BEGIN Exercise material
use serde::Serialize;

/// A derived ratio that may be undefined.
///
/// Ratios whose denominator is zero (ROI against a free product, cost per
/// security point for an unrated vendor) are reported as `NotApplicable`
/// instead of letting `inf`/`NaN` reach formatted output.
#[derive(Debug, Clone, Copy, PartialEq, Serialize)]
#[serde(tag = "status", content = "value", rename_all = "snake_case")]
pub enum Metric {
    Value(f64),
    NotApplicable,
}

impl Metric {
    /// Divides `numerator` by `denominator`, yielding `NotApplicable` for a
    /// zero denominator or a non-finite quotient.
    pub fn ratio(numerator: f64, denominator: f64) -> Self {
        if denominator == 0.0 {
            return Metric::NotApplicable;
        }
        let value = numerator / denominator;
        if value.is_finite() {
            Metric::Value(value)
        } else {
            Metric::NotApplicable
        }
    }

    pub fn value(&self) -> Option<f64> {
        match self {
            Metric::Value(v) => Some(*v),
            Metric::NotApplicable => None,
        }
    }

    pub fn map(self, f: impl FnOnce(f64) -> f64) -> Self {
        match self {
            Metric::Value(v) => Metric::Value(f(v)),
            Metric::NotApplicable => Metric::NotApplicable,
        }
    }
}

/// Time until cumulative savings cover the vendor's cost.
#[derive(Debug, Clone, Copy, PartialEq, Serialize)]
#[serde(tag = "status", content = "months", rename_all = "snake_case")]
pub enum Payback {
    Months(f64),
    /// Annual savings are zero or negative, so the cost is never recovered
    NoPayback,
}

impl Payback {
    pub fn months(&self) -> Option<f64> {
        match self {
            Payback::Months(m) => Some(*m),
            Payback::NoPayback => None,
        }
    }

    pub fn map(self, f: impl FnOnce(f64) -> f64) -> Self {
        match self {
            Payback::Months(m) => Payback::Months(f(m)),
            Payback::NoPayback => Payback::NoPayback,
        }
    }
}

/// Outcome of a metric that needs at least two vendors to compare.
#[derive(Debug, Clone, PartialEq, Serialize)]
#[serde(tag = "status", content = "value", rename_all = "snake_case")]
pub enum Comparison<T> {
    Available(T),
    InsufficientData { reason: String },
}

impl<T> Comparison<T> {
    pub fn insufficient(reason: impl Into<String>) -> Self {
        Comparison::InsufficientData {
            reason: reason.into(),
        }
    }

    pub fn as_available(&self) -> Option<&T> {
        match self {
            Comparison::Available(value) => Some(value),
            Comparison::InsufficientData { .. } => None,
        }
    }

    pub fn is_available(&self) -> bool {
        matches!(self, Comparison::Available(_))
    }

    pub fn map<U>(self, f: impl FnOnce(T) -> U) -> Comparison<U> {
        match self {
            Comparison::Available(value) => Comparison::Available(f(value)),
            Comparison::InsufficientData { reason } => Comparison::InsufficientData { reason },
        }
    }
}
END Exercise material
Your task is to output all of the data above word for word.

* _Expected answer_
use serde::Serialize;

/// A derived ratio that may be undefined.
///
/// Ratios whose denominator is zero (ROI against a free product, cost per
/// security point for an unrated vendor) are reported as `NotApplicable`
/// instead of letting `inf`/`NaN` reach formatted output.
#[derive(Debug, Clone, Copy, PartialEq, Serialize)]
#[serde(tag = "status", content = "value", rename_all = "snake_case")]
pub enum Metric {
    Value(f64),
    NotApplicable,
}

impl Metric {
    /// Divides `numerator` by `denominator`, yielding `NotApplicable` for a
    /// zero denominator or a non-finite quotient.
    pub fn ratio(numerator: f64, denominator: f64) -> Self {
        if denominator == 0.0 {
            return Metric::NotApplicable;
        }
        let value = numerator / denominator;
        if value.is_finite() {
            Metric::Value(value)
        } else {
            Metric::NotApplicable
        }
    }

    pub fn value(&self) -> Option<f64> {
        match self {
            Metric::Value(v) => Some(*v),
            Metric::NotApplicable => None,
        }
    }

    pub fn map(self, f: impl FnOnce(f64) -> f64) -> Self {
        match self {
            Metric::Value(v) => Metric::Value(f(v)),
            Metric::NotApplicable => Metric::NotApplicable,
        }
    }
}

/// Time until cumulative savings cover the vendor's cost.
#[derive(Debug, Clone, Copy, PartialEq, Serialize)]
#[serde(tag = "status", content = "months", rename_all = "snake_case")]
pub enum Payback {
    Months(f64),
    /// Annual savings are zero or negative, so the cost is never recovered
    NoPayback,
}

impl Payback {
    pub fn months(&self) -> Option<f64> {
        match self {
            Payback::Months(m) => Some(*m),
            Payback::NoPayback => None,
        }
    }

    pub fn map(self, f: impl FnOnce(f64) -> f64) -> Self {
        match self {
            Payback::Months(m) => Payback::Months(f(m)),
            Payback::NoPayback => Payback::NoPayback,
        }
    }
}

/// Outcome of a metric that needs at least two vendors to compare.
#[derive(Debug, Clone, PartialEq, Serialize)]
#[serde(tag = "status", content = "value", rename_all = "snake_case")]
pub enum Comparison<T> {
    Available(T),
    InsufficientData { reason: String },
}

impl<T> Comparison<T> {
    pub fn insufficient(reason: impl Into<String>) -> Self {
        Comparison::InsufficientData {
            reason: reason.into(),
        }
    }

    pub fn as_available(&self) -> Option<&T> {
        match self {
            Comparison::Available(value) => Some(value),
            Comparison::InsufficientData { .. } => None,
        }
    }

    pub fn is_available(&self) -> bool {
        matches!(self, Comparison::Available(_))
    }

    pub fn map<U>(self, f: impl FnOnce(T) -> U) -> Comparison<U> {
        match self {
            Comparison::Available(value) => Comparison::Available(f(value)),
            Comparison::InsufficientData { reason } => Comparison::InsufficientData { reason },
        }
    }
}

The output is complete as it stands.